BEGIN TASK INPUTS
use std::path::{Path, PathBuf};

use crate::config::AppConfig;
use crate::error::{Error, Result};

pub const DEFAULT_PROMPTS_DIR: &str = "prompts";
pub const DEFAULT_TRANSLATE: &str = "translate.txt";

/// Prompt templates, read from disk next to the config file when present,
/// otherwise the compiled-in defaults.
#[derive(Clone, Debug)]
pub struct PromptSet {
    pub translate: String,
}

impl PromptSet {
    pub fn load(config_path: Option<&Path>, cfg: &AppConfig) -> Result<Self> {
        let config_dir = config_path
            .and_then(|p| p.parent())
            .unwrap_or_else(|| Path::new("."));

        let translate = match cfg.prompts.translate.as_deref() {
            Some(configured) => {
                let mut p = PathBuf::from(configured);
                if p.is_relative() {
                    p = config_dir.join(&p);
                }
                if !p.exists() {
                    return Err(Error::validation(format!(
                        "prompt file not found: {} (run: reslide --init-config)",
                        p.display()
                    )));
                }
                std::fs::read_to_string(&p)?
            }
            None => {
                let p = config_dir.join(DEFAULT_PROMPTS_DIR).join(DEFAULT_TRANSLATE);
                if !p.exists() {
                    return Ok(Self::builtin());
                }
                std::fs::read_to_string(&p)?
            }
        };

        Ok(Self { translate })
    }

    pub fn builtin() -> Self {
        Self {
            translate: DEFAULT_TRANSLATE_TEXT.to_string(),
        }
    }
}

pub fn render_template(template: &str, vars: &[(&str, &str)]) -> String {
    let mut out = template.to_string();
    for (k, v) in vars {
        let pat = format!("{{{{{k}}}}}");
        out = out.replace(&pat, v);
    }
    out
}

/// Human-readable language name for prompts; falls back to the raw code.
pub fn lang_label(code: &str) -> String {
    let norm = code.trim().to_ascii_lowercase();
    let base = norm.split(['-', '_']).next().unwrap_or(norm.as_str());
    let label = match base {
        "en" => "English",
        "zh" => "Chinese",
        "ja" => "Japanese",
        "ko" => "Korean",
        "fr" => "French",
        "de" => "German",
        "es" => "Spanish",
        "pt" => "Portuguese",
        "it" => "Italian",
        "ru" => "Russian",
        "ar" => "Arabic",
        "he" => "Hebrew",
        "fa" => "Persian",
        "ur" => "Urdu",
        "th" => "Thai",
        "vi" => "Vietnamese",
        _ => return code.trim().to_string(),
    };
    label.to_string()
}

pub fn default_prompt_files() -> Vec<(&'static str, &'static str)> {
    vec![(DEFAULT_TRANSLATE, DEFAULT_TRANSLATE_TEXT)]
}

pub const DEFAULT_TRANSLATE_TEXT: &str = r#"Translate from {{source_lang}} to {{target_lang}}.

Rules:
- Do NOT omit content; do NOT summarize.
- Do NOT use ellipsis placeholders like … or ... to skip content.
- Keep ALL tokens like <<TX_...>> unchanged.
- Preserve all digits (0-9) exactly.
- Output ONLY the translated segments, in the same order.
- For each fragment id, output EXACTLY:
  <<TX_SEG:000123>>
  ...translation...
  <<TX_END:000123>>
- Do NOT add any other text.

INPUT:
{{fragment_block}}"#;
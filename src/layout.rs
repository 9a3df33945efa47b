//! Geometry re-fitting for translated text boxes.

use crate::error::{Error, Result};
use crate::ir::TextElement;
use crate::metrics::{estimate_length_ratio, is_rtl_lang};

/// Fraction of the original inset kept when the estimator reports that the
/// translated text occupies a different width. Halving the margin frees room
/// on both sides while keeping the box visually anchored.
pub const BASE_MARGIN_RATE: f64 = 0.5;

/// Share of the combined inset pushed to the reading-start side when the
/// target is right-to-left. The remainder stays on the left.
const RTL_RIGHT_SHARE: f64 = 0.9;

/// Scaling factor clamp. Outside this range the estimate says more about
/// degenerate input than about layout.
const MIN_SCALING: f64 = 0.5;
const MAX_SCALING: f64 = 2.0;

/// Expansion above this triggers font downsizing in the writer.
pub const FONT_AUTOFIT_THRESHOLD: f64 = 1.05;

/// Floor for downsized runs, hundredths of a point (6 pt).
pub const MIN_FONT_SZ: u32 = 600;

/// Advisory factor for the translated text relative to the source box:
/// `< 1.0` when the target is expected to be narrower, `> 1.0` when wider.
#[must_use]
pub fn text_scaling_factor(
    source_text: &str,
    target_text: &str,
    source_lang: &str,
    target_lang: &str,
) -> f64 {
    estimate_length_ratio(source_text, target_text, source_lang, target_lang)
        .clamp(MIN_SCALING, MAX_SCALING)
}

/// Re-fits one element's margins for the language pair.
///
/// Symmetric margins shrink by [`BASE_MARGIN_RATE`] when the estimated
/// width ratio moves off 1.0. A left-to-right to right-to-left pair instead
/// switches to asymmetric margins weighted toward the right inset. Geometry
/// with negative extents is rejected; identical text is a no-op.
pub fn adjust_text_element(
    element: &TextElement,
    source_text: &str,
    target_text: &str,
    source_lang: &str,
    target_lang: &str,
) -> Result<TextElement> {
    let pos = element.position;
    if pos.width < 0 || pos.height < 0 {
        return Err(Error::validation(format!(
            "negative extent: width={} height={}",
            pos.width, pos.height
        )));
    }

    let ratio = estimate_length_ratio(source_text, target_text, source_lang, target_lang);
    let mut adjusted = element.clone();

    if is_rtl_lang(target_lang) && !is_rtl_lang(source_lang) {
        let margin = pos.margin as f64;
        let right = (margin * RTL_RIGHT_SHARE).round() as i64;
        let left = (margin * (1.0 - RTL_RIGHT_SHARE)).round() as i64;
        adjusted.position.margin_left = Some(left);
        adjusted.position.margin_right = Some(right);
    } else if (ratio - 1.0).abs() > f64::EPSILON {
        adjusted.position.margin = (pos.margin as f64 * BASE_MARGIN_RATE).round() as i64;
        adjusted.position.margin_left = None;
        adjusted.position.margin_right = None;
    }

    Ok(adjusted)
}

/// New run size for an expanding pair, `None` when the factor does not call
/// for downsizing.
#[must_use]
pub fn autofit_font_sz(sz: u32, scaling_factor: f64) -> Option<u32> {
    if scaling_factor <= FONT_AUTOFIT_THRESHOLD {
        return None;
    }
    let scaled = (sz as f64 / scaling_factor).round() as u32;
    Some(scaled.max(MIN_FONT_SZ))
}
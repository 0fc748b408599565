//! Delete command implementation

use anyhow::Result;
use pagebin_core::Pages;
use serde_json::json;

/// Deletes one or more pages by id.
///
/// A single id reports whether that page existed; multiple ids are removed
/// in one batch and only the count is reported.
pub async fn execute(pages: &Pages, ids: &[String], json_output: bool) -> Result<()> {
    if let [id] = ids {
        let removed = pages.delete_by_id(id).await?;
        if json_output {
            println!(
                "{}",
                serde_json::to_string_pretty(&json!({ "id": id, "deleted": removed }))?
            );
        } else if removed {
            println!("deleted {id}");
        } else {
            println!("no page with id {id}");
        }
        return Ok(());
    }

    let deleted = pages.batch_delete(ids).await?;
    if json_output {
        println!(
            "{}",
            serde_json::to_string_pretty(&json!({ "deleted_count": deleted }))?
        );
    } else {
        println!("deleted {deleted} of {} pages", ids.len());
    }
    Ok(())
}
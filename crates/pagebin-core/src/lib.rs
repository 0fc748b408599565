//! # pagebin-core
//!
//! Core functionality for pagebin - durable storage and admission control
//! for shareable content pages.
//!
//! A page is an immutable blob of markup submitted once and read many
//! times through a short hash-derived id. This crate owns the resilient
//! persistence layer and the request-admission logic; HTTP routing and
//! rendering live in consumers.
//!
//! ## Architecture
//!
//! - **Store access** ([`Db`]): one shared SQLite handle in write-ahead
//!   mode, with a bounded exponential-backoff retry loop masking transient
//!   contention.
//! - **Page repository** ([`Pages`]): entity shaping (id derivation,
//!   password generation, title extraction), CRUD, search/pagination, and
//!   statistics.
//! - **Admission control** ([`Gate`]): reconciles session- and
//!   cookie-based authentication into a single per-request decision.
//! - **Configuration** ([`Config`]): TOML settings with environment
//!   overrides.
//!
//! ## Quick Start
//!
//! ```rust
//! use pagebin_core::{Admission, Cookies, Gate, RequestInfo, Session};
//!
//! let gate = Gate::new(true);
//! let request = RequestInfo {
//!     path: "/api/pages".to_string(),
//!     accept: None,
//! };
//!
//! let mut session = Session::default();
//! let cookies = Cookies {
//!     auth: Some("true".to_string()),
//!     role: Some("admin".to_string()),
//! };
//!
//! // The cookie proves authentication, so the session is promoted.
//! assert_eq!(
//!     gate.admit_admin(&request, &mut session, &cookies),
//!     Admission::Granted
//! );
//! assert!(session.authenticated);
//! ```
//!
//! ## Error Handling
//!
//! All fallible operations return [`Result<T, Error>`]. Transient store
//! contention is retried internally; everything else propagates unchanged
//! with a [`category`](Error::category) for log filtering. Absent rows are
//! `Ok(None)`, and admission outcomes are values, never errors.

/// Admission decisions from session and cookie authentication state
pub mod auth;
/// TOML configuration with environment overrides
pub mod config;
/// Durable, retry-aware access to the page store
pub mod db;
/// Error types and result aliases
pub mod error;
/// Page entity shaping and persistence
pub mod pages;
/// Record types for repository results
pub mod types;

// Re-export commonly used types
pub use auth::{Admission, Cookies, Gate, LOGIN_PATH, Rejection, RequestInfo, Role, Session};
pub use config::{AuthConfig, Config, RetryConfig, StoreConfig};
pub use db::{DEFAULT_TITLE, Db, ExecResult, RetrySettings, StoreSettings};
pub use error::{Error, Result};
pub use pages::Pages;
pub use types::*;
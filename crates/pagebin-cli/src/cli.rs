//! Command-line interface definitions

use clap::{Parser, Subcommand};
use pagebin_core::CodeType;
use std::path::PathBuf;

/// Top-level argument parser.
#[derive(Debug, Parser)]
#[command(
    name = "pagebin",
    about = "Admin console for the pagebin page store",
    version
)]
pub struct Cli {
    /// Enable debug logging
    #[arg(long, global = true)]
    pub verbose: bool,

    /// Emit machine-readable JSON instead of text
    #[arg(long, global = true)]
    pub json: bool,

    #[command(subcommand)]
    pub command: Commands,
}

/// Available subcommands.
#[derive(Debug, Subcommand)]
pub enum Commands {
    /// Store a new page from a file or stdin
    Create {
        /// Read content from this file instead of stdin
        #[arg(long)]
        file: Option<PathBuf>,

        /// Require the generated password for viewing
        #[arg(long)]
        protect: bool,

        /// Content kind: html, markdown, svg, or mermaid
        #[arg(long = "type", value_name = "KIND", default_value = "html")]
        code_type: CodeType,
    },

    /// Print a stored page
    Get {
        /// Short page id
        id: String,
    },

    /// List the newest pages
    Recent {
        /// How many pages to show
        #[arg(long, default_value_t = 10)]
        limit: u32,
    },

    /// Page through all stored pages, optionally filtered
    List {
        /// Page number, starting at 1
        #[arg(long, default_value_t = 1)]
        page: u32,

        /// Rows per page
        #[arg(long, default_value_t = 10)]
        limit: u32,

        /// Substring to match against ids and titles
        #[arg(long, default_value = "")]
        search: String,
    },

    /// Delete pages by id
    Delete {
        /// One or more short page ids
        #[arg(required = true)]
        ids: Vec<String>,
    },

    /// Show aggregate statistics
    Stats,
}
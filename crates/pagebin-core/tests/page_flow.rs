//! End-to-end flow through the public API: configure, open, create, list,
//! authenticate, delete.

#![allow(clippy::unwrap_used)]

use pagebin_core::{
    Admission, CodeType, Config, Cookies, Db, Gate, Pages, RequestInfo, Session,
};

fn open_repo(dir: &tempfile::TempDir) -> Pages {
    let mut config = Config::default();
    config.store.path = dir.path().join("pages.db");
    let db = Db::open(&config.store.path, config.store.settings()).unwrap();
    Pages::new(db)
}

#[tokio::test]
async fn full_page_lifecycle() {
    let dir = tempfile::tempdir().unwrap();
    let repo = open_repo(&dir);

    let created = repo
        .create(
            "<html><head><title>Weekly Report</title></head><body><p>numbers</p></body></html>",
            true,
            CodeType::Html,
        )
        .await
        .unwrap();

    let page = repo.get_by_id(&created.id).await.unwrap().unwrap();
    assert_eq!(page.title, "Weekly Report");
    assert!(page.is_protected);

    let recent = repo.get_recent(10).await.unwrap();
    assert_eq!(recent.len(), 1);
    assert_eq!(recent[0].id, created.id);

    let list = repo.list_paged(1, 10, "Weekly").await.unwrap();
    assert_eq!(list.total, 1);
    assert_eq!(list.pages[0].id, created.id);

    let stats = repo.stats().await.unwrap();
    assert_eq!(stats.total, 1);
    assert_eq!(stats.protected_count, 1);

    assert!(repo.delete_by_id(&created.id).await.unwrap());
    assert!(repo.get_by_id(&created.id).await.unwrap().is_none());
    assert_eq!(repo.stats().await.unwrap().total, 0);
}

#[tokio::test]
async fn admission_gates_an_admin_flow() {
    let dir = tempfile::tempdir().unwrap();
    let repo = open_repo(&dir);
    let gate = Gate::new(true);

    let request = RequestInfo {
        path: "/api/admin/pages".to_string(),
        accept: Some("application/json".to_string()),
    };

    // Anonymous caller is turned away before touching the repository.
    let mut session = Session::default();
    let outcome = gate.admit_admin(&request, &mut session, &Cookies::default());
    assert!(matches!(outcome, Admission::Denied(r) if r.status == 401));

    // A cookie-restored admin session goes through and can operate.
    let cookies = Cookies {
        auth: Some("true".to_string()),
        role: Some("admin".to_string()),
    };
    let outcome = gate.admit_admin(&request, &mut session, &cookies);
    assert_eq!(outcome, Admission::Granted);

    let created = repo
        .create("<p>admin made this</p>", false, CodeType::Html)
        .await
        .unwrap();
    assert_eq!(repo.batch_delete(&[created.id]).await.unwrap(), 1);
}
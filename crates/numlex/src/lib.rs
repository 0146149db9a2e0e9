//! numlex - Numeric Literal Scanner
//!
//! This crate recognizes and decodes one C-style numeric literal out of a
//! source buffer: a decimal, octal, or hexadecimal integer, an integer with
//! the `L` long suffix, or a decimal floating-point literal. It is the
//! numeric-literal stage of a lexer, packaged as a pure function so the
//! surrounding driver stays in charge of cursor movement and location
//! tracking.
//!
//! # Example Usage
//!
//! ```
//! use numlex::{scan_number_default, NumericToken, ScanPosition};
//!
//! let source = "count = 0x2A;";
//! // The driver has already determined that offset 8 holds a digit and
//! // that it sits at line 1, column 9.
//! let outcome = scan_number_default(source, ScanPosition::new(8, 1, 9));
//!
//! assert_eq!(
//!     outcome.result,
//!     Ok(NumericToken::Int { value: 42, line: 1, column: 9 })
//! );
//! // The driver advances its cursor past the literal.
//! assert_eq!(outcome.skip, 4);
//! ```
//!
//! # Contract with the driver
//!
//! The caller guarantees the starting offset points at an ASCII decimal
//! digit, and supplies the line/column it tracked for that offset; both are
//! copied onto the result verbatim. Independently of success or failure the
//! outcome carries a `skip` count, and the driver is expected to advance by
//! exactly that many characters before continuing to lex. A malformed
//! literal is therefore non-fatal to the overall lex pass: record the
//! [`ScanError`], skip, and keep going.
//!
//! # Module Structure
//!
//! - [`scan`] - The scanner state machine and [`ScanOutcome`]
//! - [`token`] - [`NumericToken`] and [`ScanPosition`]
//! - [`error`] - [`ScanError`] and its closed [`ScanErrorKind`] set
//! - [`cursor`] - Character cursor over the literal's tail
//! - [`classify`] - Digit and token-boundary classification
//!
//! # Literal Forms
//!
//! | Form        | Example        | Token    |
//! |-------------|----------------|----------|
//! | Decimal     | `42`, `0`      | `Int`    |
//! | Octal       | `017`          | `Int`    |
//! | Hexadecimal | `0x1F`, `0X1f` | `Int`    |
//! | Long        | `123L`, `0xFFL`| `Long`   |
//! | Float       | `3.14`, `0.5`  | `Float`  |
//!
//! Floats are decimal-only; a fractional part in an octal or hex literal is
//! an error, as is the `L` suffix on a float. Integer values that exceed
//! the `i64` range fail the scan rather than wrapping.

#![warn(missing_docs)]
#![warn(rustdoc::missing_crate_level_docs)]

pub mod classify;
pub mod cursor;
pub mod error;
pub mod scan;
pub mod token;

mod edge_cases;

// Re-export main types for convenience
pub use classify::{digit_value, is_digit_in_base, is_token_boundary};
pub use cursor::Cursor;
pub use error::{ScanError, ScanErrorKind};
pub use scan::{scan_number, scan_number_default, ScanOutcome};
pub use token::{NumericToken, ScanPosition};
END TASK INPUTS
**GOAL OF THE EXERCISE**
Copy task for the entries above: every line with the string "bool".

**WRITTEN ANSWER**
pub async fn execute(pages: &Pages, ids: &[String], json_output: bool) -> Result<()> {
    pub verbose: bool,
    pub json: bool,
        protect: bool,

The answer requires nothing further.